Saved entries
+-------+

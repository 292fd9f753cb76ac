//! services/bot/src/adapters/dynamo.rs
//!
//! This module contains the user-store adapter, which is the concrete
//! implementation of the `UserStore` port from the `core` crate. It handles
//! all interactions with the DynamoDB table holding user records.

use std::collections::HashMap;

use async_trait::async_trait;
use aws_sdk_dynamodb::types::AttributeValue;
use aws_sdk_dynamodb::Client;
use stylist_core::domain::{Registration, StyleProfile, User, WardrobeItem};
use stylist_core::ports::{PortError, PortResult, UserStore};
use tracing::info;

//=========================================================================================
// The Main Adapter Struct
//=========================================================================================

/// A DynamoDB adapter that implements the `UserStore` port.
///
/// The partition key is the chat identity, stored as a string attribute
/// `user_id`. Wardrobe items live in a list attribute `wardrobe` of maps
/// `{s3_key, summary}`.
#[derive(Clone)]
pub struct DynamoUserStore {
    client: Client,
    table_name: String,
}

impl DynamoUserStore {
    /// Creates a new `DynamoUserStore`.
    pub fn new(client: Client, table_name: String) -> Self {
        Self { client, table_name }
    }
}

//=========================================================================================
// "Impure" Record Mapping
//=========================================================================================

fn string_attr(item: &HashMap<String, AttributeValue>, name: &str) -> String {
    item.get(name)
        .and_then(|v| v.as_s().ok())
        .cloned()
        .unwrap_or_default()
}

fn item_to_user(item: &HashMap<String, AttributeValue>) -> PortResult<User> {
    let user_id = string_attr(item, "user_id")
        .parse::<i64>()
        .map_err(|_| PortError::Persistence("user_id attribute is not numeric".to_string()))?;

    let survey_completed = item
        .get("survey_completed")
        .and_then(|v| v.as_bool().ok())
        .copied()
        .unwrap_or(false);

    let wardrobe = item
        .get("wardrobe")
        .and_then(|v| v.as_l().ok())
        .map(|entries| {
            entries
                .iter()
                .filter_map(|entry| entry.as_m().ok())
                .map(|entry| WardrobeItem {
                    storage_key: string_attr(entry, "s3_key"),
                    summary: string_attr(entry, "summary"),
                })
                .collect()
        })
        .unwrap_or_default();

    Ok(User {
        user_id,
        phone: string_attr(item, "phone"),
        first_name: string_attr(item, "first_name"),
        last_name: string_attr(item, "last_name"),
        survey_completed,
        profile: StyleProfile {
            size: string_attr(item, "size"),
            style: string_attr(item, "style"),
            colors: string_attr(item, "colors"),
            brands: string_attr(item, "brands"),
            height: string_attr(item, "height"),
            weight: string_attr(item, "weight"),
            gender: string_attr(item, "gender"),
        },
        wardrobe,
    })
}

//=========================================================================================
// `UserStore` Trait Implementation
//=========================================================================================

#[async_trait]
impl UserStore for DynamoUserStore {
    async fn get_user(&self, user_id: i64) -> PortResult<Option<User>> {
        let output = self
            .client
            .get_item()
            .table_name(&self.table_name)
            .key("user_id", AttributeValue::S(user_id.to_string()))
            .send()
            .await
            .map_err(|e| PortError::Persistence(e.to_string()))?;

        match output.item() {
            Some(item) => Ok(Some(item_to_user(item)?)),
            None => Ok(None),
        }
    }

    async fn put_user_if_absent(&self, registration: &Registration) -> PortResult<User> {
        // Idempotent registration: an existing record wins, unmodified.
        if let Some(existing) = self.get_user(registration.user_id).await? {
            info!("User {} already exists.", registration.user_id);
            return Ok(existing);
        }

        self.client
            .put_item()
            .table_name(&self.table_name)
            .item(
                "user_id",
                AttributeValue::S(registration.user_id.to_string()),
            )
            .item("phone", AttributeValue::S(registration.phone.clone()))
            .item(
                "first_name",
                AttributeValue::S(registration.first_name.clone()),
            )
            .item(
                "last_name",
                AttributeValue::S(registration.last_name.clone()),
            )
            .item("survey_completed", AttributeValue::Bool(false))
            .send()
            .await
            .map_err(|e| PortError::Persistence(e.to_string()))?;

        info!("New user {} saved to {}.", registration.user_id, self.table_name);

        Ok(User {
            user_id: registration.user_id,
            phone: registration.phone.clone(),
            first_name: registration.first_name.clone(),
            last_name: registration.last_name.clone(),
            survey_completed: false,
            profile: StyleProfile::default(),
            wardrobe: Vec::new(),
        })
    }

    async fn update_survey(&self, user_id: i64, profile: &StyleProfile) -> PortResult<()> {
        self.client
            .update_item()
            .table_name(&self.table_name)
            .key("user_id", AttributeValue::S(user_id.to_string()))
            .update_expression(
                "SET #sz = :sz, #sty = :sty, #colors = :cls, #brands = :br, \
                 #gender = :g, #ht = :h, #wt = :w, survey_completed = :sc",
            )
            .expression_attribute_names("#sz", "size")
            .expression_attribute_names("#sty", "style")
            .expression_attribute_names("#colors", "colors")
            .expression_attribute_names("#brands", "brands")
            .expression_attribute_names("#gender", "gender")
            .expression_attribute_names("#ht", "height")
            .expression_attribute_names("#wt", "weight")
            .expression_attribute_values(":sz", AttributeValue::S(profile.size.clone()))
            .expression_attribute_values(":sty", AttributeValue::S(profile.style.clone()))
            .expression_attribute_values(":cls", AttributeValue::S(profile.colors.clone()))
            .expression_attribute_values(":br", AttributeValue::S(profile.brands.clone()))
            .expression_attribute_values(":g", AttributeValue::S(profile.gender.clone()))
            .expression_attribute_values(":h", AttributeValue::S(profile.height.clone()))
            .expression_attribute_values(":w", AttributeValue::S(profile.weight.clone()))
            .expression_attribute_values(":sc", AttributeValue::Bool(true))
            .send()
            .await
            .map_err(|e| PortError::Persistence(e.to_string()))?;

        info!("Survey updated for user {} in {}.", user_id, self.table_name);
        Ok(())
    }

    async fn append_wardrobe_item(&self, user_id: i64, item: &WardrobeItem) -> PortResult<()> {
        let entry = HashMap::from([
            (
                "s3_key".to_string(),
                AttributeValue::S(item.storage_key.clone()),
            ),
            (
                "summary".to_string(),
                AttributeValue::S(item.summary.clone()),
            ),
        ]);

        self.client
            .update_item()
            .table_name(&self.table_name)
            .key("user_id", AttributeValue::S(user_id.to_string()))
            .update_expression(
                "SET wardrobe = list_append(if_not_exists(wardrobe, :empty_list), :new_item)",
            )
            .expression_attribute_values(":new_item", AttributeValue::L(vec![AttributeValue::M(entry)]))
            .expression_attribute_values(":empty_list", AttributeValue::L(Vec::new()))
            .send()
            .await
            .map_err(|e| PortError::Persistence(e.to_string()))?;

        info!(
            "Wardrobe updated for user {}. Added item: {}",
            user_id, item.storage_key
        );
        Ok(())
    }
}
//! services/bot/src/flows/mediator.rs
//!
//! The conversation orchestrator. Routes inbound transport events into the
//! survey machine, the chat responder and the wardrobe pipeline, and
//! sequences the cross-component side effects. Owns no durable state; the
//! per-user survey sessions and awaiting-phone flags live in process-local
//! maps and are lost on restart.
//!
//! Every port failure is caught here and converted into a short apologetic
//! message — nothing propagates out of the public handlers.

use std::collections::{HashMap, HashSet};
use std::sync::Arc;

use stylist_core::domain::{Keyboard, Registration, User};
use stylist_core::ports::{ChatTransport, ImageStorage, PortResult, UserStore};
use stylist_core::survey::{SurveyEffect, SurveyEvent, SurveySession};
use tokio::sync::Mutex;
use tracing::{debug, error, info, warn};

use crate::flows::outfit::OutfitSelector;
use crate::flows::responder::ChatResponder;
use crate::flows::wardrobe::WardrobeIngestor;
use crate::messages;

pub struct Mediator {
    users: Arc<dyn UserStore>,
    storage: Arc<dyn ImageStorage>,
    transport: Arc<dyn ChatTransport>,
    responder: ChatResponder,
    selector: OutfitSelector,
    ingestor: WardrobeIngestor,
    /// Active surveys, keyed by user id. Created on `/start_survey`,
    /// removed on completion or cancel.
    sessions: Mutex<HashMap<i64, SurveySession>>,
    /// Users who pressed /start in a web client and still owe us a typed
    /// phone number.
    awaiting_phone: Mutex<HashSet<i64>>,
    presign_ttl_secs: u64,
}

impl Mediator {
    pub fn new(
        users: Arc<dyn UserStore>,
        storage: Arc<dyn ImageStorage>,
        transport: Arc<dyn ChatTransport>,
        responder: ChatResponder,
        selector: OutfitSelector,
        ingestor: WardrobeIngestor,
        presign_ttl_secs: u64,
    ) -> Self {
        Self {
            users,
            storage,
            transport,
            responder,
            selector,
            ingestor,
            sessions: Mutex::new(HashMap::new()),
            awaiting_phone: Mutex::new(HashSet::new()),
            presign_ttl_secs,
        }
    }

    //=====================================================================================
    // Public Event Handlers (infallible — failures become chat messages)
    //=====================================================================================

    /// `/start`: greet and ask for the phone number.
    pub async fn handle_start(&self, user_id: i64) {
        info!("/start from user {user_id}");
        self.awaiting_phone.lock().await.insert(user_id);
        let keyboard = Keyboard::RequestContact {
            label: messages::SHARE_PHONE_BUTTON.to_string(),
        };
        if let Err(e) = self
            .transport
            .send_text(user_id, messages::GREETING, Some(&keyboard))
            .await
        {
            error!("Failed to greet user {user_id}: {e}");
        }
    }

    /// `/start_survey`: open a fresh survey session.
    pub async fn handle_start_survey(&self, user_id: i64) {
        if let Err(e) = self.start_survey_flow(user_id).await {
            error!("Survey start failed for user {user_id}: {e}");
            let _ = self
                .transport
                .send_text(user_id, messages::GENERIC_ERROR, None)
                .await;
        }
    }

    /// A shared-contact message: registration via the contact button.
    pub async fn handle_contact(&self, registration: Registration) {
        let user_id = registration.user_id;
        if let Err(e) = self.contact_flow(&registration).await {
            error!("Contact flow failed for user {user_id}: {e}");
            let _ = self
                .transport
                .send_text(user_id, messages::REGISTRATION_ERROR, None)
                .await;
        }
    }

    /// A plain text message: survey answer, typed phone number, or chat.
    pub async fn handle_text(&self, user_id: i64, text: &str, first_name: &str, last_name: &str) {
        if let Err(e) = self.text_flow(user_id, text, first_name, last_name).await {
            error!("Text flow failed for user {user_id}: {e}");
            let _ = self
                .transport
                .send_text(user_id, messages::GENERIC_ERROR, None)
                .await;
        }
    }

    /// A photo message: routed into the survey's upload loop.
    pub async fn handle_photo(&self, user_id: i64, image: Vec<u8>) {
        let has_session = self.sessions.lock().await.contains_key(&user_id);
        if !has_session {
            debug!("Photo from user {user_id} outside an upload session, ignoring.");
            return;
        }
        if let Err(e) = self
            .survey_step(user_id, SurveyEvent::Photo, Some(image))
            .await
        {
            error!("Photo flow failed for user {user_id}: {e}");
            let _ = self
                .transport
                .send_text(user_id, messages::GENERIC_ERROR, None)
                .await;
        }
    }

    //=====================================================================================
    // Registration
    //=====================================================================================

    async fn contact_flow(&self, registration: &Registration) -> PortResult<()> {
        self.awaiting_phone.lock().await.remove(&registration.user_id);
        self.transport
            .send_text(
                registration.user_id,
                &format!("✅ Ваш номер збережено: {}", registration.phone),
                Some(&Keyboard::Remove),
            )
            .await?;
        self.register(registration).await
    }

    /// Registration is idempotent: an existing record is returned by the
    /// store unmodified, and the user is routed by their survey status.
    async fn register(&self, registration: &Registration) -> PortResult<()> {
        let user_id = registration.user_id;
        match self.users.get_user(user_id).await? {
            Some(user) if user.survey_completed => {
                self.transport
                    .send_text(user_id, messages::ALREADY_REGISTERED, None)
                    .await
            }
            Some(_) => {
                self.transport
                    .send_text(user_id, messages::REGISTERED_NOT_SURVEYED, None)
                    .await?;
                self.transport
                    .send_text(user_id, messages::START_SURVEY_HINT, None)
                    .await
            }
            None => {
                self.users.put_user_if_absent(registration).await?;
                info!("Registered new user {user_id}");
                self.transport
                    .send_text(user_id, messages::REGISTRATION_THANKS, None)
                    .await?;
                self.transport
                    .send_text(user_id, messages::START_SURVEY_HINT, None)
                    .await
            }
        }
    }

    //=====================================================================================
    // Survey
    //=====================================================================================

    async fn start_survey_flow(&self, user_id: i64) -> PortResult<()> {
        // The record must exist before any survey mutation is attempted.
        if self.users.get_user(user_id).await?.is_none() {
            return self
                .transport
                .send_text(user_id, messages::NOT_REGISTERED, None)
                .await;
        }
        let (session, effects) = SurveySession::start();
        self.sessions.lock().await.insert(user_id, session);
        self.apply_effects(user_id, &effects, None).await
    }

    /// Advances the survey machine by one event and executes its effects.
    /// On an effect failure the session is abandoned (no rollback).
    async fn survey_step(
        &self,
        user_id: i64,
        event: SurveyEvent,
        photo: Option<Vec<u8>>,
    ) -> PortResult<()> {
        let Some(mut session) = self.sessions.lock().await.remove(&user_id) else {
            return Ok(());
        };
        let step = session.advance(&event);

        match self.apply_effects(user_id, &step.effects, photo).await {
            Ok(()) => {
                if !step.done {
                    self.sessions.lock().await.insert(user_id, session);
                }
                Ok(())
            }
            Err(e) => {
                error!("Survey effect failed for user {user_id}, abandoning session: {e}");
                self.transport
                    .send_text(user_id, messages::GENERIC_ERROR, None)
                    .await
            }
        }
    }

    async fn apply_effects(
        &self,
        user_id: i64,
        effects: &[SurveyEffect],
        photo: Option<Vec<u8>>,
    ) -> PortResult<()> {
        for effect in effects {
            match effect {
                SurveyEffect::Prompt(kind) => {
                    let (text, keyboard) = messages::render(kind);
                    self.transport
                        .send_text(user_id, &text, keyboard.as_ref())
                        .await?;
                }
                SurveyEffect::SaveProfile(profile) => {
                    self.users.update_survey(user_id, profile).await?;
                    info!("Survey saved for user {user_id}.");
                }
                SurveyEffect::IngestPhoto => {
                    let Some(image) = photo.clone() else { continue };
                    self.transport
                        .send_text(user_id, messages::PHOTO_PROCESSING, None)
                        .await?;
                    // Ingestion failures keep the upload loop alive: the
                    // user stays in PhotoUpload and can retry.
                    match self.ingestor.ingest(user_id, image, "jpg").await {
                        Ok(_) => {
                            self.transport
                                .send_text(user_id, messages::PHOTO_SAVED, None)
                                .await?;
                        }
                        Err(e) => {
                            error!("Photo ingestion failed for user {user_id}: {e}");
                            self.transport
                                .send_text(user_id, messages::ERROR_PHOTO_UPLOAD, None)
                                .await?;
                        }
                    }
                }
            }
        }
        Ok(())
    }

    //=====================================================================================
    // Chat
    //=====================================================================================

    async fn text_flow(
        &self,
        user_id: i64,
        text: &str,
        first_name: &str,
        last_name: &str,
    ) -> PortResult<()> {
        let has_session = self.sessions.lock().await.contains_key(&user_id);
        if has_session {
            return self
                .survey_step(user_id, SurveyEvent::Text(text.to_string()), None)
                .await;
        }

        if self.awaiting_phone.lock().await.contains(&user_id) {
            // Web clients can't share a contact; they type the number.
            if !text.chars().any(|c| c.is_ascii_digit()) {
                return self
                    .transport
                    .send_text(user_id, messages::ENTER_PHONE, None)
                    .await;
            }
            self.awaiting_phone.lock().await.remove(&user_id);
            self.transport
                .send_text(
                    user_id,
                    &format!("✅ Ваш номер збережено: {}", text.trim()),
                    Some(&Keyboard::Remove),
                )
                .await?;
            return self
                .register(&Registration {
                    user_id,
                    phone: text.trim().to_string(),
                    first_name: first_name.to_string(),
                    last_name: last_name.to_string(),
                })
                .await;
        }

        self.chat(user_id, text).await
    }

    async fn chat(&self, user_id: i64, text: &str) -> PortResult<()> {
        let Some(user) = self.users.get_user(user_id).await? else {
            return self
                .transport
                .send_text(user_id, messages::NOT_REGISTERED, None)
                .await;
        };

        self.transport.send_typing(user_id).await?;

        match self.responder.respond(&user, text).await {
            Ok(reply) => {
                if !reply.text.is_empty() {
                    self.transport.send_text(user_id, &reply.text, None).await?;
                }
                if let Some(style) = reply.outfit_style {
                    self.send_outfit(&user, &style).await?;
                }
                Ok(())
            }
            Err(e) => {
                // Auth, rate-limit and connection failures all collapse into
                // the same fixed apology; none are retried.
                warn!("Model failure for user {user_id}: {e}");
                self.transport
                    .send_text(user_id, messages::AI_ERROR, None)
                    .await
            }
        }
    }

    async fn send_outfit(&self, user: &User, style: &str) -> PortResult<()> {
        let keys = match self.selector.select(&user.wardrobe, style).await {
            Ok(keys) => keys,
            Err(e) => {
                warn!("Outfit selection failed for user {}: {e}", user.user_id);
                return self
                    .transport
                    .send_text(user.user_id, messages::AI_ERROR, None)
                    .await;
            }
        };

        if keys.is_empty() {
            return self
                .transport
                .send_text(user.user_id, messages::OUTFIT_NOT_FOUND, None)
                .await;
        }

        let mut urls = Vec::with_capacity(keys.len());
        for key in &keys {
            urls.push(self.storage.presigned_url(key, self.presign_ttl_secs).await?);
        }
        self.transport.send_media_group(user.user_id, &urls).await
    }
}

+-------+

TASK REQUIREMENTS
Looking at the entries above, copy out every line in which "domain" occurs.

YOUR SOLUTION
use stylist_core::domain::{Registration, StyleProfile, User, WardrobeItem};
use stylist_core::domain::{Keyboard, Registration, User};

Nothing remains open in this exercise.